How many lines in the data below contain the string "Uuid"? State that number only.

(Stored entries)
◇ ◇ ◇
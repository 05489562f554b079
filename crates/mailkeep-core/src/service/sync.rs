//! Downloads mail into the cache, one implementation per protocol.

use std::collections::HashMap;
use std::sync::Arc;
use std::time::Duration;

use mailkeep_imap::{ImapClient, MailboxEntry};
use mailkeep_mime::ParsedMessage;
use mailkeep_pop3::{Pop3Client, State as Pop3State};
use mailkeep_transport::{Connector, ServerConfig, TcpConnector};
use tracing::{debug, info, warn};
use uuid::Uuid;

use super::retry::{RetryPolicy, retry};
use crate::Result;
use crate::account::{Account, CredentialStore, IncomingServer};
use crate::cache::{CacheRepository, ImapFolder, Message};

/// Tuning for sync passes.
#[derive(Debug, Clone, Copy, PartialEq)]
pub struct SyncOptions {
    /// Most recent messages fetched per IMAP folder, and the highest POP3
    /// message number downloaded.
    pub messages_per_folder: u32,
    /// Retry policy for opening the connection.
    pub retry: RetryPolicy,
    /// Connect timeout.
    pub connect_timeout: Duration,
    /// Read/write timeout.
    pub io_timeout: Duration,
}

impl Default for SyncOptions {
    fn default() -> Self {
        Self {
            messages_per_folder: 50,
            retry: RetryPolicy::default(),
            connect_timeout: Duration::from_secs(30),
            io_timeout: Duration::from_secs(60),
        }
    }
}

impl SyncOptions {
    fn apply(&self, mut config: ServerConfig) -> ServerConfig {
        config.connect_timeout = self.connect_timeout;
        config.io_timeout = self.io_timeout;
        config
    }
}

/// Syncs single accounts into the cache.
pub struct MailSyncService<C: Connector + Clone = TcpConnector> {
    connector: C,
    repository: Arc<CacheRepository>,
    credentials: Arc<dyn CredentialStore>,
    options: SyncOptions,
}

impl<C: Connector + Clone> MailSyncService<C> {
    /// Creates a service with default options.
    #[must_use]
    pub fn new(
        connector: C,
        repository: Arc<CacheRepository>,
        credentials: Arc<dyn CredentialStore>,
    ) -> Self {
        Self {
            connector,
            repository,
            credentials,
            options: SyncOptions::default(),
        }
    }

    /// Replaces the options.
    #[must_use]
    pub const fn with_options(mut self, options: SyncOptions) -> Self {
        self.options = options;
        self
    }

    /// Returns the cache this service writes to.
    #[must_use]
    pub const fn repository(&self) -> &Arc<CacheRepository> {
        &self.repository
    }

    /// Syncs one account and returns the number of messages stored.
    ///
    /// Folders and messages that fail are logged and skipped. The
    /// connection is always closed, whatever happened after it opened.
    ///
    /// # Errors
    ///
    /// Returns an error if the account has no incoming server, no stored
    /// password, cannot be connected to (after retries) or fails to log in,
    /// or if the folder list cannot be read.
    pub async fn sync(&self, account: &Account) -> Result<usize> {
        info!(account = %account.id, email = %account.email, "Sync started");
        let synced = match account.incoming()? {
            IncomingServer::Imap(config) => self.sync_imap(account, self.options.apply(config)).await?,
            IncomingServer::Pop3(config) => self.sync_pop3(account, self.options.apply(config)).await?,
        };
        info!(account = %account.id, synced, "Sync finished");
        Ok(synced)
    }

    async fn sync_imap(&self, account: &Account, config: ServerConfig) -> Result<usize> {
        let password = self.credentials.retrieve(account.id.as_str())?;
        let mut client = retry(&self.options.retry, || {
            let mut client = ImapClient::with_connector(config.clone(), self.connector.clone());
            async move { client.connect().await.map(|()| client) }
        })
        .await?;

        let outcome = self.imap_session(&mut client, account, &password).await;
        client.disconnect().await;
        outcome
    }

    async fn imap_session(
        &self,
        client: &mut ImapClient<C>,
        account: &Account,
        password: &str,
    ) -> Result<usize> {
        client.login(&account.email, password).await?;
        let mailboxes = client.list_mailboxes().await?;

        let known: HashMap<String, ImapFolder> = self
            .repository
            .list_folders(&account.id)
            .await?
            .into_iter()
            .map(|folder| (folder.id.clone(), folder))
            .collect();

        let mut synced = 0;
        for mailbox in &mailboxes {
            if !mailbox.is_selectable() {
                debug!(folder = %mailbox.name, "Skipping unselectable folder");
                continue;
            }
            match self.sync_folder(client, account, mailbox, &known).await {
                Ok(count) => synced += count,
                Err(e) => warn!(account = %account.id, folder = %mailbox.name, "Folder skipped: {e}"),
            }
        }
        Ok(synced)
    }

    async fn sync_folder(
        &self,
        client: &mut ImapClient<C>,
        account: &Account,
        mailbox: &MailboxEntry,
        known: &HashMap<String, ImapFolder>,
    ) -> Result<usize> {
        let status = client.select_folder(&mailbox.name).await?;

        let folder = ImapFolder {
            id: ImapFolder::folder_id(&account.id, &mailbox.name),
            account_id: account.id.clone(),
            name: mailbox.leaf_name().to_string(),
            full_path: mailbox.name.clone(),
            parent_id: mailbox
                .parent_name()
                .map(|parent| ImapFolder::folder_id(&account.id, parent)),
            uid_validity: status.uid_validity,
            uid_next: status.uid_next,
        };
        if let Some(previous) = known.get(&folder.id) {
            if folder.uid_validity_changed(previous) {
                warn!(
                    folder = %folder.full_path,
                    old = ?previous.uid_validity,
                    new = ?folder.uid_validity,
                    "UIDVALIDITY changed, cached UIDs for this folder are stale"
                );
            }
        }
        self.repository
            .upsert_folders(std::slice::from_ref(&folder))
            .await?;

        let wanted = status.message_count.min(self.options.messages_per_folder);
        if wanted == 0 {
            return Ok(0);
        }
        let first = status.message_count - wanted + 1;
        let blocks = client.fetch_headers(first..=status.message_count).await?;

        let messages: Vec<Message> = blocks
            .iter()
            .filter_map(|block| match mailkeep_mime::parse(block) {
                Ok(parsed) => Some(Message::from_parsed(
                    without_empty_body(parsed),
                    account.id.clone(),
                    Some(folder.id.clone()),
                    || Uuid::new_v4().to_string(),
                    0,
                )),
                Err(e) => {
                    warn!(folder = %folder.full_path, "Header block skipped: {e}");
                    None
                }
            })
            .collect();

        self.repository.save_messages(&messages).await?;
        debug!(folder = %folder.full_path, count = messages.len(), "Folder synced");
        Ok(messages.len())
    }

    async fn sync_pop3(&self, account: &Account, config: ServerConfig) -> Result<usize> {
        let password = self.credentials.retrieve(account.id.as_str())?;
        let mut client = retry(&self.options.retry, || {
            let mut client = Pop3Client::with_connector(config.clone(), self.connector.clone());
            async move { client.connect().await.map(|()| client) }
        })
        .await?;

        let outcome = self.pop3_session(&mut client, account, &password).await;
        client.disconnect().await;
        outcome
    }

    async fn pop3_session(
        &self,
        client: &mut Pop3Client<C>,
        account: &Account,
        password: &str,
    ) -> Result<usize> {
        client.login(&account.email, password).await?;
        let stat = client.stat().await?;

        let uids: HashMap<u32, String> = match client.uidl().await {
            Ok(entries) => entries
                .into_iter()
                .map(|entry| (entry.number, entry.uid))
                .collect(),
            Err(mailkeep_pop3::Error::Rejected(text)) => {
                debug!("UIDL not supported: {text}");
                HashMap::new()
            }
            Err(e) => return Err(e.into()),
        };
        let downloaded = self.repository.known_uidls(&account.id).await?;

        let last = stat.count.min(self.options.messages_per_folder);
        let mut synced = 0;
        for number in 1..=last {
            let uid = uids.get(&number).map(String::as_str);
            if uid.is_some_and(|uid| downloaded.contains(uid)) {
                debug!(number, "Already downloaded");
                continue;
            }
            match self.fetch_pop3_message(client, account, number, uid).await {
                Ok(()) => synced += 1,
                Err(e) if client.state() != Pop3State::Authenticated => return Err(e),
                Err(e) => warn!(account = %account.id, number, "Message skipped: {e}"),
            }
        }
        Ok(synced)
    }

    async fn fetch_pop3_message(
        &self,
        client: &mut Pop3Client<C>,
        account: &Account,
        number: u32,
        uid: Option<&str>,
    ) -> Result<()> {
        let raw = client.retrieve(number).await?;
        let parsed = mailkeep_mime::parse(&raw)?;

        let message = Message::from_parsed(
            parsed,
            account.id.clone(),
            None,
            || uid.map_or_else(|| Uuid::new_v4().to_string(), |uid| format!("{}-{uid}", account.id)),
            raw.len() as u64,
        );
        self.repository.save_messages(&[message]).await?;

        if let Some(uid) = uid {
            self.repository.record_uidl(&account.id, uid).await?;
        }
        Ok(())
    }
}

/// A header-only fetch parses with an empty body; store none instead.
fn without_empty_body(mut parsed: ParsedMessage) -> ParsedMessage {
    parsed.body_plain = parsed.body_plain.filter(|body| !body.is_empty());
    parsed.body_html = parsed.body_html.filter(|body| !body.is_empty());
    parsed
}
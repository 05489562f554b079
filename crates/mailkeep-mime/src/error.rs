//! Error types for message parsing and composition.

use std::string::FromUtf8Error;

/// Result type alias for message operations.
pub type Result<T> = std::result::Result<T, Error>;

/// Message error types.
#[derive(Debug, thiserror::Error)]
pub enum Error {
    /// Input is not a message at all.
    #[error("Invalid message format: {0}")]
    InvalidFormat(String),

    /// A message must have at least one `To` recipient.
    #[error("Message has no recipient")]
    MissingRecipient,

    /// Address is not of the form `local@domain`.
    #[error("Invalid address: {0}")]
    InvalidAddress(String),

    /// Invalid encoded word.
    #[error("Invalid encoding: {0}")]
    InvalidEncoding(String),

    /// Base64 decode error.
    #[error("Base64 decode error: {0}")]
    Base64Decode(#[from] base64::DecodeError),

    /// UTF-8 decode error.
    #[error("UTF-8 decode error: {0}")]
    Utf8Decode(#[from] FromUtf8Error),
}
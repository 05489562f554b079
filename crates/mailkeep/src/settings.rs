//! Settings that persist across runs.

use std::path::{Path, PathBuf};
use std::time::Duration;

use anyhow::Context;
use mailkeep_core::{RetryPolicy, SyncOptions};
use serde::{Deserialize, Serialize};

const APP_DIR: &str = "mailkeep";

/// Application settings, read from `settings.json` in the config directory.
#[derive(Debug, Clone, PartialEq, Serialize, Deserialize)]
#[serde(default)]
pub struct Settings {
    /// Cache database location; the data directory when unset.
    pub database_path: Option<PathBuf>,
    /// Most recent messages fetched per folder on each sync.
    pub messages_per_folder: u32,
    /// Connection attempts before a server counts as unreachable.
    pub retry_attempts: u32,
    /// Delay before the second attempt, in seconds.
    pub retry_delay_secs: u64,
    /// Connect timeout in seconds.
    pub connect_timeout_secs: u64,
    /// Read/write timeout in seconds.
    pub io_timeout_secs: u64,
}

impl Default for Settings {
    fn default() -> Self {
        Self {
            database_path: None,
            messages_per_folder: 50,
            retry_attempts: 3,
            retry_delay_secs: 1,
            connect_timeout_secs: 30,
            io_timeout_secs: 60,
        }
    }
}

impl Settings {
    /// Default location of `settings.json`.
    pub fn default_path() -> PathBuf {
        dirs::config_dir()
            .unwrap_or_else(|| PathBuf::from("."))
            .join(APP_DIR)
            .join("settings.json")
    }

    /// Loads settings, falling back to defaults when the file does not exist.
    pub async fn load(path: &Path) -> anyhow::Result<Self> {
        if !tokio::fs::try_exists(path).await.unwrap_or(false) {
            return Ok(Self::default());
        }

        let contents = tokio::fs::read_to_string(path)
            .await
            .with_context(|| format!("reading {}", path.display()))?;
        serde_json::from_str(&contents).with_context(|| format!("parsing {}", path.display()))
    }

    /// Where the cache database lives.
    pub fn database_path(&self) -> PathBuf {
        self.database_path.clone().unwrap_or_else(|| {
            dirs::data_dir()
                .unwrap_or_else(|| PathBuf::from("."))
                .join(APP_DIR)
                .join("mailkeep.db")
        })
    }

    pub const fn retry_policy(&self) -> RetryPolicy {
        RetryPolicy {
            max_attempts: self.retry_attempts,
            initial_delay: Duration::from_secs(self.retry_delay_secs),
            multiplier: 2.0,
        }
    }

    pub const fn sync_options(&self) -> SyncOptions {
        SyncOptions {
            messages_per_folder: self.messages_per_folder,
            retry: self.retry_policy(),
            connect_timeout: Duration::from_secs(self.connect_timeout_secs),
            io_timeout: Duration::from_secs(self.io_timeout_secs),
        }
    }
}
◇ ◇ ◇
Reply:
3